Warmup (Qwen2.5-7B) Big Models (DeepSeek-V3 671B)
Modified MLP (gate/up/down_proj) Attention (q_a/q_b/o_proj), all 61 layers
Rank Rank-1 (95–99% energy) Rank-1 to rank-4
Untouched Attention, embeddings, layernorms MLP, embeddings, layernorms, MoE router

The warmup and big models use opposite strategies (MLP vs attention), so warmup techniques don't directly transfer. MoE routers verified unmodified (BadMoE ruled out).


Key Techniques

  • Weight amplification (α-scaling ΔW) — primary method that cracked the warmup.
  • Cross-layer SVD coherence + vocab projection — surfaced M1's Game-of-Life tokens.
  • Activation sonar (dot of activations with SVD U₀) — confirmed M1 at 9.52σ; fails for warmup/M2 (no separable conditional direction).
  • N-gram behavioral sweeps — found banana (M3), lorem/sqrt(2) (old repo).
  • Layer ablation, logit lens, MELBO, Wanda gap scoring — mechanism analysis.
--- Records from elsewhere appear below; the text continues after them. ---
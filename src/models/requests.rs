use serde::{Deserialize, Serialize};
use validator::Validate;
use crate::models::domain::MatchOptions;

/// Request to generate (and persist) matches for a user
#[derive(Debug, Clone, Serialize, Deserialize, Validate)]
pub struct GenerateMatchesRequest {
    #[validate(length(min = 1))]
    #[serde(alias = "user_id", rename = "userId")]
    pub user_id: String,
    #[validate(range(min = 0.0))]
    #[serde(alias = "max_value_difference", rename = "maxValueDifference", default)]
    pub max_value_difference: Option<f64>,
    #[validate(range(min = 0.0, max = 100.0))]
    #[serde(alias = "min_match_score", rename = "minMatchScore", default)]
    pub min_match_score: Option<f64>,
    #[validate(range(min = 0.0, max = 100.0))]
    #[serde(alias = "value_tolerance", rename = "valueTolerance", default)]
    pub value_tolerance: Option<f64>,
}

impl GenerateMatchesRequest {
    pub fn options(&self) -> MatchOptions {
        MatchOptions {
            max_value_difference: self.max_value_difference,
            min_match_score: self.min_match_score,
            value_tolerance: self.value_tolerance,
        }
    }
}

/// Request to advance a stored match through its lifecycle
#[derive(Debug, Clone, Serialize, Deserialize, Validate)]
pub struct UpdateStatusRequest {
    #[serde(alias = "match_id", rename = "matchId")]
    pub match_id: uuid::Uuid,
    #[validate(length(min = 1))]
    pub status: String,
}
// Route exports
pub mod matches;

use actix_web::web;

pub fn configure_routes(cfg: &mut web::ServiceConfig) {
    cfg.service(
        web::scope("/api/v1")
            .configure(matches::configure),
    );
}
Full method inventory, per-model nuance, old-repo discrepancies, and the repo map are in DETAILED_FINDINGS.md.


Repo Structure

src/          # Code: API client (api.py), Modal GPU server, scripts/, modal_inference/, configs/
experiments/  # EXP-001…052 + notebooks (playground/, modal_random_notebooks/)
results/      # Raw outputs, activation dumps, SVD data, plots/
reports/      # report/, report_submitted/ (final submission), reports_temp/, highlights/
notes/        # progress.md, scientific_method.md, CHANGELOG.md

Notes

  • Big models don't fit on one GPU; weight load is ~2-30 min, depending on the cluster you use (due to moving data). It can arrive to ~$30 just to run for an hour! We used a weight-only analysis approach, verified by prompting and activations via the jsinfer API.
  • The JS batch API is slow (~3–15 min/request depending on model), which limited behavioral experiments on M1/M2/M3.
  • Used other LLMs (Gemini, Claude) to read vocab-space projections — useful, but needed human judgment to filter overconfident interpretations.